Continuing from our last post about job-search vocabulary, here are six more words that you ought to know as you embark to find work outside of ESL:

The Japanese equivalent for "resume." Japanese resumes have a standard format, including your contact information, full educational history, a photo, and sometimes things Westerners find surprising, like a list of relatives, their birth dates, and their current occupations. Traditionally, a 履歴書 is supposed to be handwritten.

This is your "self promotion," or a 60-second blurb about what you want to do in the workplace and why your background makes you qualified for this job. You'll write it on your resumes, and you should know it by heart so you can say it (naturally) as your self-introduction at the beginning of interviews. This should be re-written and tailored for every job you apply to.

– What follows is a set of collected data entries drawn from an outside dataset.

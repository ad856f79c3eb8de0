use crate::{
    config::{InputLayout, ModelConfig},
    model_service::{ModelError, ModelService},
    ort_service::OrtModelService,
};
use image::imageops::FilterType;
use ndarray::{Array, Ix4};
use serde::{Deserialize, Serialize};
use std::{
    path::{Path, PathBuf},
    sync::Arc,
};
use thiserror::Error;
use tracing::instrument;

const MODEL_UNAVAILABLE_CATEGORY: &str = "Error1";
const FAILURE_CATEGORY: &str = "Error";

#[derive(Debug, Clone, PartialEq, Serialize, Deserialize)]
pub struct PredictionResult {
    pub category: String,
    pub percentage: f64,
}

impl PredictionResult {
    /// Placeholder result standing in for a failed prediction.
    pub fn sentinel(error: &PredictionError) -> Self {
        Self {
            category: error.sentinel_category().to_string(),
            percentage: 0.0,
        }
    }
}

#[derive(Error, Debug)]
pub enum PredictionError {
    #[error("No model is loaded")]
    ModelUnavailable,
    #[error("Could not process image: {0}")]
    InvalidImage(#[from] image::ImageError),
    #[error("Inference failed: {0}")]
    Inference(#[from] ModelError),
    #[error("Model returned unusable scores: {0}")]
    InvalidOutput(String),
    #[error("Predicted class index {0} has no label")]
    UnknownClass(usize),
    #[error("Prediction task failed: {0}")]
    Task(#[from] tokio::task::JoinError),
}

impl PredictionError {
    /// Category reported in place of a label when the error is surfaced as a
    /// sentinel result.
    pub fn sentinel_category(&self) -> &'static str {
        match self {
            PredictionError::ModelUnavailable => MODEL_UNAVAILABLE_CATEGORY,
            _ => FAILURE_CATEGORY,
        }
    }
}

/// Decodes the image at `path` into a `[1, size, size, 3]` (or
/// `[1, 3, size, size]`) tensor of RGB values scaled to [0, 1].
pub fn load_image_tensor(
    path: &Path,
    size: u32,
    layout: InputLayout,
) -> Result<Array<f32, Ix4>, image::ImageError> {
    let original_img = image::ImageReader::open(path)?
        .with_guessed_format()?
        .decode()?;

    let img = original_img
        .resize_exact(size, size, FilterType::Nearest)
        .to_rgb8();

    let side = size as usize;
    let mut input: Array<f32, Ix4> = match layout {
        InputLayout::Nhwc => Array::zeros((1, side, side, 3)),
        InputLayout::Nchw => Array::zeros((1, 3, side, side)),
    };

    for (x, y, pixel) in img.enumerate_pixels() {
        let x = x as usize;
        let y = y as usize;
        for (channel, value) in pixel.0.iter().enumerate() {
            let value = (*value as f32) / 255.;
            match layout {
                InputLayout::Nhwc => input[[0, y, x, channel]] = value,
                InputLayout::Nchw => input[[0, channel, y, x]] = value,
            }
        }
    }

    Ok(input)
}

/// Turns raw model output into probabilities. Outputs that already look like
/// probabilities are returned unchanged, anything else goes through softmax.
///
/// Only the range is checked, not the sum: independent per-class scores such
/// as sigmoid outputs in [0, 1] are reported as they are, `score * 100`.
fn to_probabilities(scores: Vec<f32>) -> Result<Vec<f32>, PredictionError> {
    if scores.is_empty() {
        return Err(PredictionError::InvalidOutput("empty output".into()));
    }
    if scores.iter().any(|s| !s.is_finite()) {
        return Err(PredictionError::InvalidOutput(format!(
            "non-finite scores {:?}",
            scores
        )));
    }
    if scores.iter().all(|s| (0.0..=1.0).contains(s)) {
        return Ok(scores);
    }

    let max = scores.iter().copied().fold(f32::NEG_INFINITY, f32::max);
    let exps: Vec<f32> = scores.iter().map(|s| (s - max).exp()).collect();
    let sum: f32 = exps.iter().sum();
    Ok(exps.into_iter().map(|e| e / sum).collect())
}

/// Index and value of the highest score. Ties go to the lowest index.
fn argmax(scores: &[f32]) -> Option<(usize, f32)> {
    scores
        .iter()
        .enumerate()
        .map(|(index, value)| (index, *value))
        .reduce(|accum, row| if row.1 > accum.1 { row } else { accum })
}

fn classify(scores: Vec<f32>, labels: &[String]) -> Result<PredictionResult, PredictionError> {
    let probabilities = to_probabilities(scores)?;
    let (index, probability) = argmax(&probabilities)
        .ok_or_else(|| PredictionError::InvalidOutput("empty output".into()))?;
    let label = labels
        .get(index)
        .ok_or(PredictionError::UnknownClass(index))?;

    Ok(PredictionResult {
        category: label.clone(),
        percentage: (f64::from(probability) * 100.0).clamp(0.0, 100.0),
    })
}

pub struct PredictionService {
    model: Option<Arc<dyn ModelService>>,
    labels: Vec<String>,
    input_size: u32,
    input_layout: InputLayout,
}

impl PredictionService {
    /// Loads the newest model artifact from the configured directory. A
    /// missing or broken artifact leaves the service without a model instead
    /// of failing startup.
    pub fn load(model_config: &ModelConfig) -> Self {
        let model: Option<Arc<dyn ModelService>> = match OrtModelService::from_config(model_config)
        {
            Ok(model) => Some(Arc::new(model)),
            Err(e) => {
                tracing::error!("Model unavailable: {}", e);
                None
            }
        };

        Self {
            model,
            labels: model_config.labels.clone(),
            input_size: model_config.input_size,
            input_layout: model_config.input_layout,
        }
    }

    pub fn with_model(model: impl ModelService, labels: Vec<String>) -> Self {
        Self {
            model: Some(Arc::new(model)),
            labels,
            input_size: 150,
            input_layout: InputLayout::Nhwc,
        }
    }

    pub fn unavailable(labels: Vec<String>) -> Self {
        Self {
            model: None,
            labels,
            input_size: 150,
            input_layout: InputLayout::Nhwc,
        }
    }

    pub fn is_model_loaded(&self) -> bool {
        self.model.is_some()
    }

    pub fn labels(&self) -> &[String] {
        &self.labels
    }

    /// Classifies the image at `image_path`. Decoding and inference run on
    /// the blocking thread pool.
    #[instrument(skip(self))]
    pub async fn predict(&self, image_path: &Path) -> Result<PredictionResult, PredictionError> {
        let model = self
            .model
            .clone()
            .ok_or(PredictionError::ModelUnavailable)?;

        let path: PathBuf = image_path.to_path_buf();
        let size = self.input_size;
        let layout = self.input_layout;

        let scores = tokio::task::spawn_blocking(move || -> Result<Vec<f32>, PredictionError> {
            let input = load_image_tensor(&path, size, layout)?;
            Ok(model.predict(input.view())?)
        })
        .await??;

        let result = classify(scores, &self.labels)?;
        tracing::info!(
            "Predicted class: {} ({:.2}%)",
            result.category,
            result.percentage
        );

        Ok(result)
    }
}

#[cfg(test)]
mod tests {
    use super::*;
    use image::{ImageBuffer, Rgb};

    struct FixedScores(Vec<f32>);

    impl ModelService for FixedScores {
        fn predict(&self, input: ndarray::ArrayView4<'_, f32>) -> Result<Vec<f32>, ModelError> {
            assert_eq!(input.shape(), &[1, 150, 150, 3]);
            Ok(self.0.clone())
        }
    }

    struct FailingModel;

    impl ModelService for FailingModel {
        fn predict(&self, _input: ndarray::ArrayView4<'_, f32>) -> Result<Vec<f32>, ModelError> {
            Err(ModelError::MissingOutput("dense_1".into()))
        }
    }

    fn labels() -> Vec<String> {
        vec!["Caries".into(), "Gingivitis".into(), "Healthy".into()]
    }

    fn write_png(dir: &Path, width: u32, height: u32) -> PathBuf {
        let img = ImageBuffer::<Rgb<u8>, Vec<u8>>::from_pixel(width, height, Rgb([255, 0, 51]));
        let path = dir.join("tooth.png");
        img.save(&path).unwrap();
        path
    }

    #[test]
    fn test_load_image_tensor_nhwc() {
        let dir = tempfile::tempdir().unwrap();
        let path = write_png(dir.path(), 40, 20);

        let input = load_image_tensor(&path, 150, InputLayout::Nhwc).unwrap();

        assert_eq!(input.shape(), &[1, 150, 150, 3]);
        assert_eq!(input[[0, 10, 10, 0]], 1.0);
        assert_eq!(input[[0, 10, 10, 1]], 0.0);
        assert_eq!(input[[0, 149, 149, 2]], 0.2);
        assert!(input.iter().all(|v| (0.0..=1.0).contains(v)));
    }

    #[test]
    fn test_load_image_tensor_nchw() {
        let dir = tempfile::tempdir().unwrap();
        let path = write_png(dir.path(), 100, 100);

        let input = load_image_tensor(&path, 64, InputLayout::Nchw).unwrap();

        assert_eq!(input.shape(), &[1, 3, 64, 64]);
        assert_eq!(input[[0, 0, 5, 5]], 1.0);
        assert_eq!(input[[0, 2, 5, 5]], 0.2);
    }

    #[test]
    fn test_load_image_tensor_ignores_extension() {
        let dir = tempfile::tempdir().unwrap();
        let png = write_png(dir.path(), 8, 8);
        let renamed = dir.path().join("tooth.jpg");
        std::fs::rename(&png, &renamed).unwrap();

        assert!(load_image_tensor(&renamed, 150, InputLayout::Nhwc).is_ok());
    }

    #[test]
    fn test_argmax_prefers_first_on_tie() {
        assert_eq!(argmax(&[0.4, 0.4, 0.2]), Some((0, 0.4)));
        assert_eq!(argmax(&[0.1, 0.2, 0.7]), Some((2, 0.7)));
        assert_eq!(argmax(&[]), None);
    }

    #[test]
    fn test_logits_go_through_softmax() {
        let result = classify(vec![-1.0, 3.0, 0.5], &labels()).unwrap();
        assert_eq!(result.category, "Gingivitis");
        assert!(result.percentage > 50.0 && result.percentage <= 100.0);

        let probabilities = to_probabilities(vec![-1.0, 3.0, 0.5]).unwrap();
        let total: f32 = probabilities.iter().sum();
        assert!((total - 1.0).abs() < 1e-5);
    }

    #[test]
    fn test_in_range_scores_are_not_renormalized() {
        let result = classify(vec![0.9, 0.8, 0.7], &labels()).unwrap();
        assert_eq!(result.category, "Caries");
        assert!((result.percentage - 90.0).abs() < 1e-4);
    }

    #[test]
    fn test_classify_rejects_bad_output() {
        assert!(matches!(
            classify(vec![], &labels()),
            Err(PredictionError::InvalidOutput(_))
        ));
        assert!(matches!(
            classify(vec![0.1, f32::NAN, 0.2], &labels()),
            Err(PredictionError::InvalidOutput(_))
        ));
        assert!(matches!(
            classify(vec![0.1, 0.1, 0.1, 0.7], &labels()),
            Err(PredictionError::UnknownClass(3))
        ));
    }

    #[tokio::test]
    async fn test_predict_success() {
        let dir = tempfile::tempdir().unwrap();
        let path = write_png(dir.path(), 30, 30);
        let service = PredictionService::with_model(FixedScores(vec![0.1, 0.2, 0.7]), labels());

        let result = service.predict(&path).await.unwrap();

        assert_eq!(result.category, "Healthy");
        assert!((result.percentage - 70.0).abs() < 1e-4);
    }

    #[tokio::test]
    async fn test_predict_without_model() {
        let dir = tempfile::tempdir().unwrap();
        let path = write_png(dir.path(), 30, 30);
        let service = PredictionService::unavailable(labels());

        assert!(!service.is_model_loaded());
        let err = service.predict(&path).await.unwrap_err();
        assert!(matches!(err, PredictionError::ModelUnavailable));
        assert_eq!(
            PredictionResult::sentinel(&err),
            PredictionResult {
                category: "Error1".into(),
                percentage: 0.0
            }
        );
    }

    #[tokio::test]
    async fn test_predict_undecodable_image() {
        let dir = tempfile::tempdir().unwrap();
        let path = dir.path().join("tooth.jpg");
        std::fs::write(&path, b"plain text, not an image").unwrap();
        let service = PredictionService::with_model(FixedScores(vec![0.1, 0.2, 0.7]), labels());

        let err = service.predict(&path).await.unwrap_err();
        assert!(matches!(err, PredictionError::InvalidImage(_)));
        assert_eq!(
            PredictionResult::sentinel(&err),
            PredictionResult {
                category: "Error".into(),
                percentage: 0.0
            }
        );
    }

    #[tokio::test]
    async fn test_predict_inference_failure() {
        let dir = tempfile::tempdir().unwrap();
        let path = write_png(dir.path(), 30, 30);
        let service = PredictionService::with_model(FailingModel, labels());

        let err = service.predict(&path).await.unwrap_err();
        assert!(matches!(err, PredictionError::Inference(_)));
        assert_eq!(PredictionResult::sentinel(&err).category, "Error");
    }
}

Closely tied to the above, your "motivation for working" should establish that you understand what this job/company is all about and you're excited by the idea of working there. There is a lot of crossover between the 自己PR and 志望動機 of job-seekers, but in principle, your "self promotion" should be telling about your skills and how they match the job, and your "motivation for working" should show that you know about the company and that your goals are in line with its. This should also be re-written and tailored for every job you apply to.

"Aptitude tests" are common among Japanese recruiters to weed out some of the hundreds or thousands of applications they may receive each year. The idea is that if you didn't bother studying for an aptitude test about kanji and math encountered in the business world, they're not going to bother considering you for a job. As a foreign applicant, you may be exempted from some of these; companies considering you for employment usually have a special project in mind for you, which they'll find out if you're capable of through resumes and interviews. However, you may still be asked to take a truncated version of an aptitude test or a personality test. Bookstores in Japan carry shelves of books about what kind of vocab you should know for these tests, what kind of story problems are commonly encountered on the math sections, and what kind of trip-up questions companies throw into the personality test to make sure you're not lying. (It's not always as simple as "T/F: I have never told a lie before.")

The Japanese word for "interview." If you made it past the resume screening and aptitude testing, you'll go in for one of these. They can take any of several forms, including group interviews (three or four applicants against a panel of interviewers), one-on-one, or you alone against a handful or a roomful of your future superiors. Japanese interviews tend to come in multiples, with each interview being numbered in succession: 1次面接, 2次面接, etc. Each level of interview will be with someone higher up in the organization, the final often being with the president. Two to four interviews for a job were my most common numbers, but I've heard stories of companies having up to 8次面接 for Japanese applicants.

Roughly equivalent to "job offer," this is the payoff for all your hard work. After the final interview, a letter is issued to you stating that the company is extending 内定 to you. You'll need to reply with a letter of thanks, and accept the 内定 by completing some final procedures, such as taking a health exam (健康診断) and signing commitment (誓約書) and guarantor (身元保証書) forms. It is not uncommon for a Japanese company to conclude their hiring process and notify successful applicants six months or even a year before the starting date of the job. Which means: start your job search early, way before you intend to move into a new job.